No, no somos lo que votamos
Hubo un tiempo no demasiado lejano en el que dedicarse a la política suponía un orgullo para sí y para los próximos y amigos. Hoy, no me atrevería a decir lo mismo. Las causas de tan decepcionante cambio son muchas como casi siempre pasa con casi todas las cosas. Tal vez por ingenuidad o por esa manía mía de enamorarme de algunas imágenes llegué a concebir la política como un laboratorio de ideas, ideales e ideadores que, de manera conjunta y guiados por el mismo o parecido afán, trataban de transformar la realidad a través del ingenio y alguna que otra virtud.
Hoy, permítanme que insista, no me atrevería a decir lo mismo pues ahora la política se me antoja más parecida a un taller de reparaciones. Pero no de esos talleres en los que, digna y hasta brillantemente, sus trabajadores son capaces de hallar salida y soluciones para los errores o tropiezos provocados por otros que hasta allí han llevado sus bienes dañados sabiendo que se los devolverán en mejores condiciones. No, eso seguiría siendo loable y motivo de alarde. La actual política, sobre todo la que se observa y padece a nivel nacional es más bien un taller de reparaciones en el que a posteriori se gestionan, ocultan y, llegado el caso, disimulan las propias fallas y faltas. La política, no toda pero ojalá no tanta como parece, se acerca más a una pelea de gallos que a una fértil discrepancia de argumentos y objetivos. Dos factores inducen poderosamente en ello, a saber: el descarado intento de obtener rédito político a toda costa de cualquier situación y la tendencia a la simplificación propia de este tiempo y especialmente de aquellos a quienes las situaciones y dificultades a las que se enfrentan les vienen grandes.
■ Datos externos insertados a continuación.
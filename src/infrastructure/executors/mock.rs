//! Scripted in-memory executor for tests and the demo runner.

use std::collections::HashMap;
use std::sync::Arc;

use async_trait::async_trait;
use std::sync::Mutex;
use tokio::sync::Notify;
use tracing::debug;
use uuid::Uuid;

use crate::domain::errors::{OrchestratorError, OrchestratorResult};
use crate::domain::ports::{AgentExecutor, ExecutionOutput, ExecutionRequest};

/// Scripted behavior for one task (or the default for unscripted tasks).
#[derive(Debug, Clone)]
pub enum MockBehavior {
    /// Return the given payload immediately.
    Succeed(serde_json::Value),
    /// Fail with an execution error.
    Fail(String),
    /// Sleep, then succeed. Interruptible by `cancel`.
    Delay(u64),
    /// Never return until cancelled; exercises timeout and forced-stop
    /// paths.
    Hang,
    /// Fail the first `n` calls, then succeed. Exercises retry.
    FailTimes(u32),
}

/// In-memory [`AgentExecutor`] whose responses are scripted per task id.
/// Records call counts so tests can assert dispatch behavior.
pub struct MockExecutor {
    default_behavior: MockBehavior,
    behaviors: Mutex<HashMap<Uuid, MockBehavior>>,
    calls: Mutex<HashMap<Uuid, u32>>,
    cancels: Mutex<HashMap<Uuid, Arc<Notify>>>,
}

impl MockExecutor {
    /// Executor that succeeds every call with an empty payload.
    pub fn new() -> Self {
        Self::with_default(MockBehavior::Succeed(serde_json::json!({"status": "ok"})))
    }

    pub fn with_default(default_behavior: MockBehavior) -> Self {
        Self {
            default_behavior,
            behaviors: Mutex::new(HashMap::new()),
            calls: Mutex::new(HashMap::new()),
            cancels: Mutex::new(HashMap::new()),
        }
    }

    /// Script the behavior for a specific task.
    pub fn script(&self, task_id: Uuid, behavior: MockBehavior) {
        self.behaviors
            .lock()
            .unwrap_or_else(std::sync::PoisonError::into_inner)
            .insert(task_id, behavior);
    }

    /// How many times `execute` was called for this task.
    pub fn call_count(&self, task_id: Uuid) -> u32 {
        self.calls
            .lock()
            .unwrap_or_else(std::sync::PoisonError::into_inner)
            .get(&task_id)
            .copied()
            .unwrap_or(0)
    }

    /// Total `execute` calls across all tasks.
    pub fn total_calls(&self) -> u32 {
        self.calls
            .lock()
            .unwrap_or_else(std::sync::PoisonError::into_inner)
            .values()
            .sum()
    }

    fn cancel_notify(&self, task_id: Uuid) -> Arc<Notify> {
        Arc::clone(
            self.cancels
                .lock()
                .unwrap_or_else(std::sync::PoisonError::into_inner)
                .entry(task_id)
                .or_default(),
        )
    }

    fn record_call(&self, task_id: Uuid) -> u32 {
        let mut calls = self
            .calls
            .lock()
            .unwrap_or_else(std::sync::PoisonError::into_inner);
        let count = calls.entry(task_id).or_insert(0);
        *count += 1;
        *count
    }
}

impl Default for MockExecutor {
    fn default() -> Self {
        Self::new()
    }
}

#[async_trait]
impl AgentExecutor for MockExecutor {
    fn name(&self) -> &'static str {
        "mock"
    }

    async fn execute(&self, request: ExecutionRequest) -> OrchestratorResult<ExecutionOutput> {
        let task_id = request.task.id;
        let call = self.record_call(task_id);
        let behavior = self
            .behaviors
            .lock()
            .unwrap_or_else(std::sync::PoisonError::into_inner)
            .get(&task_id)
            .cloned()
            .unwrap_or_else(|| self.default_behavior.clone());
        let cancelled = self.cancel_notify(task_id);

        debug!(task_id = %task_id, call, "Mock execute");
        match behavior {
            MockBehavior::Succeed(payload) => Ok(ExecutionOutput::new(payload)),
            MockBehavior::Fail(message) => Err(OrchestratorError::Execution(message)),
            MockBehavior::Delay(ms) => {
                tokio::select! {
                    () = tokio::time::sleep(std::time::Duration::from_millis(ms)) => {
                        Ok(ExecutionOutput::new(serde_json::json!({"status": "ok"})))
                    }
                    () = cancelled.notified() => {
                        Err(OrchestratorError::Execution("cancelled".to_string()))
                    }
                }
            }
            MockBehavior::Hang => {
                cancelled.notified().await;
                Err(OrchestratorError::Execution("cancelled".to_string()))
            }
            MockBehavior::FailTimes(n) => {
                if call <= n {
                    Err(OrchestratorError::Execution(format!(
                        "scripted failure {call} of {n}"
                    )))
                } else {
                    Ok(ExecutionOutput::new(serde_json::json!({"status": "ok"})))
                }
            }
        }
    }

    async fn cancel(&self, task_id: Uuid) -> OrchestratorResult<()> {
        debug!(task_id = %task_id, "Mock cancel");
        self.cancel_notify(task_id).notify_one();
        Ok(())
    }
}

#[cfg(test)]
mod tests {
    use super::*;
    use crate::domain::models::Task;

    fn request(task: &Task) -> ExecutionRequest {
        ExecutionRequest {
            task: task.clone(),
            agent_id: Uuid::new_v4(),
            terminal_id: Uuid::new_v4(),
        }
    }

    #[tokio::test]
    async fn test_default_succeeds_and_counts() {
        let executor = MockExecutor::new();
        let task = Task::new("t");
        executor.execute(request(&task)).await.unwrap();
        executor.execute(request(&task)).await.unwrap();
        assert_eq!(executor.call_count(task.id), 2);
    }

    #[tokio::test]
    async fn test_fail_times_then_succeeds() {
        let executor = MockExecutor::new();
        let task = Task::new("flaky");
        executor.script(task.id, MockBehavior::FailTimes(2));

        assert!(executor.execute(request(&task)).await.is_err());
        assert!(executor.execute(request(&task)).await.is_err());
        assert!(executor.execute(request(&task)).await.is_ok());
    }

    #[tokio::test]
    async fn test_cancel_interrupts_hang() {
        let executor = Arc::new(MockExecutor::new());
        let task = Task::new("stuck");
        executor.script(task.id, MockBehavior::Hang);

        let exec = Arc::clone(&executor);
        let req = request(&task);
        let handle = tokio::spawn(async move { exec.execute(req).await });

        tokio::time::sleep(std::time::Duration::from_millis(10)).await;
        executor.cancel(task.id).await.unwrap();
        let result = handle.await.unwrap();
        assert!(matches!(result, Err(OrchestratorError::Execution(_))));
    }
}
Así las cosas, la política parece haberse convertido en una inmensa inflación de mentiras y semiverdades elevadas a la categoría de verdad tras ser sometidas a un notable y gimnástico trabajo de estiramientos y retorcimientos. En cuanto a la simplificación, en política, como advierte Sloterdijk, la primera víctima de la simplificación es el matiz, cuya forzada desaparición no hace sino facilitar el paso a los populismos, a todos ellos (de izquierdas, de derechas...). Se diría que en ese pobre guion, reducida la política a una preparación sin fin de contiendas electorales, los ciudadanos solo somos los poseedores y portadores de los votos necesarios para mantenerles o encumbrarles al deseado poder por cuya consecución todo vale, incluidas desastrosas gestiones en y de pandemias. Pero no, se equivocan por mucho que insistan en ello. Los ciudadanos no somos lo que votamos, somos mucho más aunque, a juzgar por lo que los políticos dicen, hacen y omiten, poco parece importarles todo lo demás.
Ojalá seamos capaces de aprender de lo visto y vivido en estos difíciles meses y nosotros, los de a pie, no seamos los hooligans de la papeleta, caricatura del elector en la que algunos estarían encantados de vernos. Como posible respuesta y defensa creo que debemos evitar caer en dogmas, mejor observar, valorar y decidir con arreglo a los hechos más que a los dichos pues hablar es gratuito y según parece insultar y difamar sale bastante barato. El daño que algunos de nuestros representantes están infligiendo a nuestras instituciones y a nuestra confianza va a ser difícil de reparar. Con su simplismo y su obsesión por la obtención de ventajas electorales no hacen sino erosionar nuestra democracia y trasladar hasta ella la merma de crédito moral que a ellos les caracteriza.